Musical rhythm is often considered a sounding phenomenon experienced through auditory perception and cognition. However, everyday experiences and scientific research indicate that people also see and feel the music and its rhythm while they hear it. Yet little is known about how this multimodal quality of rhythm plays out in the structures and details of practices such as dance, marching, work music, the conducting of symphony orchestras, or pop music concerts.
The DjembeDance project is a comprehensive case study of rhythm in djembe drumming and dance from Mali, contributing to the emerging field of choreomusicology, which examines the integration of music and dance genres under the assumption that they interact and co-evolve. The djembe drum has recently made it onto stages and into classrooms around the globe, but in West Africa is mainly played at public dance events. The project will build on a large set of multimedia recordings of such performances, combining audio, video, and 3D motion data. It will bring together a team of ethnomusicologists, dance scholars, data scientists, and cognitive scientists integrating ethnographic fieldwork methods, scholarly music and dance analysis, artificial intelligence, and psychological experimentation under a unified theoretical framework.
The project’s primary research goal is to examine rhythmic, metrical, and temporal patterns in music, the corresponding dancing, and their interaction and coordination. An overarching theoretical goal is to ask what we may learn about rhythm when we understand it multimodally rather than mainly only through the study of music as sound. The latter perspective is well-researched and rich in insights, but runs the risk of suggesting one-sided views, such as the widespread but short-sighted notion that dance is essentially just an appendage or response to music.
The ambition of DjembeDance is to advance the methodology and demonstrate the relevance of the emerging field of empirical choreomusicology (integrated music and dance studies). The approach is to provide a multi-method case study of rhythm in West African drum ensemble music and dance. The interdisciplinary project will build on a large, technologically advanced, and culturally rich set of multimedia recordings of djembe drumming and dance performances from Mali captured in 2018. DjembeDance will curate this untapped corpus of audio, video, and 3D movement data, analyse it using state-of-the-art computational analysis tools and triangulate the corpus analysis by additional qualitative and quantitative methods, including ethnography, music and dance analysis, and psychological experimentation.
This methodologically innovative project promises to provide new insights into long and hotly debated topics in both the humanities and the sciences, such as the issues of African polymeter and cognitive constraints on rhythm-meter relationships in human expressive behaviour. DjembeDance will challenge the reliance of rhythm research on predominantly auditory/music-based perspectives and the prevailing view that dance is essentially just a response to music; it will advance the understanding of music-dance relationships as bidirectional and interactive and rhythm as a fundamentally multimodal phenomenon.

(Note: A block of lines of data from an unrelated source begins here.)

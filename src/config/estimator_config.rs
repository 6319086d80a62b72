use anyhow::{Context, Result};
use serde::{Deserialize, Serialize};
use std::path::Path;
use tracing::{info, warn};

/// Configuration for the price estimator
#[derive(Debug, Clone, Default, Serialize, Deserialize)]
#[serde(default)]
pub struct EstimatorConfig {
    pub columns: ColumnConfig,
    pub model: ModelConfig,
}

/// Dataset column names the estimator knows about
#[derive(Debug, Clone, Serialize, Deserialize)]
#[serde(default)]
pub struct ColumnConfig {
    pub area_label: String,
    /// Free-text columns converted with the integer parser
    pub integer_columns: Vec<String>,
    /// Model inputs, in form order; missing ones are skipped
    pub feature_columns: Vec<String>,
}

#[derive(Debug, Clone, Serialize, Deserialize)]
#[serde(default)]
pub struct ModelConfig {
    pub n_trees: usize,
    pub seed: u64,
    pub test_size: f64,
}

impl EstimatorConfig {
    pub fn from_file(path: &str) -> Result<Self> {
        let content = std::fs::read_to_string(path)
            .with_context(|| format!("Failed to read estimator config file: {}", path))?;
        let config: EstimatorConfig = toml::from_str(&content)
            .with_context(|| format!("Failed to parse estimator config file: {}", path))?;
        Ok(config)
    }

    pub fn load_or_default(path: &str) -> Result<Self> {
        if Path::new(path).exists() {
            info!("Loading estimator config from {}", path);
            Self::from_file(path)
        } else {
            warn!("Estimator config {} not found, using defaults", path);
            Ok(Self::default())
        }
    }
}

impl Default for ColumnConfig {
    fn default() -> Self {
        let names = |list: &[&str]| list.iter().map(|s| s.to_string()).collect::<Vec<_>>();

        Self {
            area_label: "Талбай".to_string(),
            integer_columns: names(&[
                "Барилгын давхар",
                "Цонхны тоо",
                "Ашиглалтанд орсон он",
                "Хэдэн давхарт",
            ]),
            feature_columns: names(&[
                "district",
                "Шал",
                "Тагт",
                "Ашиглалтанд орсон он",
                "Гараж",
                "Цонх",
                "Барилгын давхар",
                "Хаалга",
                "area_numeric",
                "Хэдэн давхарт",
                "Цонхны тоо",
                "Барилгын явц",
                "Цахилгаан шаттай эсэх",
            ]),
        }
    }
}

impl Default for ModelConfig {
    fn default() -> Self {
        Self {
            n_trees: 200,
            seed: 42,
            test_size: 0.2,
        }
    }
}
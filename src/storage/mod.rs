pub mod file_storage;

pub use file_storage::*;
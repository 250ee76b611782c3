use crate::reports;
use clap::Args;
use timeforge::config::Config;
use timeforge::error::TfResult;
use timeforge::fitness::Evaluator;
use timeforge::timetable::Timetable;

#[derive(Args, Debug, Clone)]
pub struct ValidateArgs {
    #[command(flatten)]
    pub config: Config,
}

pub fn run(args: ValidateArgs, timetable: &Timetable) -> TfResult<()> {
    args.config.validate()?;

    println!("\n🔎 === TIMETABLE AUDIT === 🔎");
    reports::print_timetable(timetable);

    let evaluator = Evaluator::new(args.config.weights.clone());
    let breakdown = evaluator.breakdown(timetable);
    reports::print_breakdown(&breakdown, &args.config.weights);

    if !breakdown.complete {
        println!("⚠️  Some sessions are unassigned; run `optimize` to schedule them.");
    }

    Ok(())
}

The behavioural and cognitive sciences suffer from a Eurocentric cultural bias, not least because they rely on laboratory research in the Global North. In this context, the project's anticipated scientific impact would take on a political dimension by demonstrating that technologically advanced methods can be embedded in field research contexts, particularly in an African case study. As the djembe drum has spread worldwide in recent decades, DjembeDance also promises to have a social impact on music and rhythm education.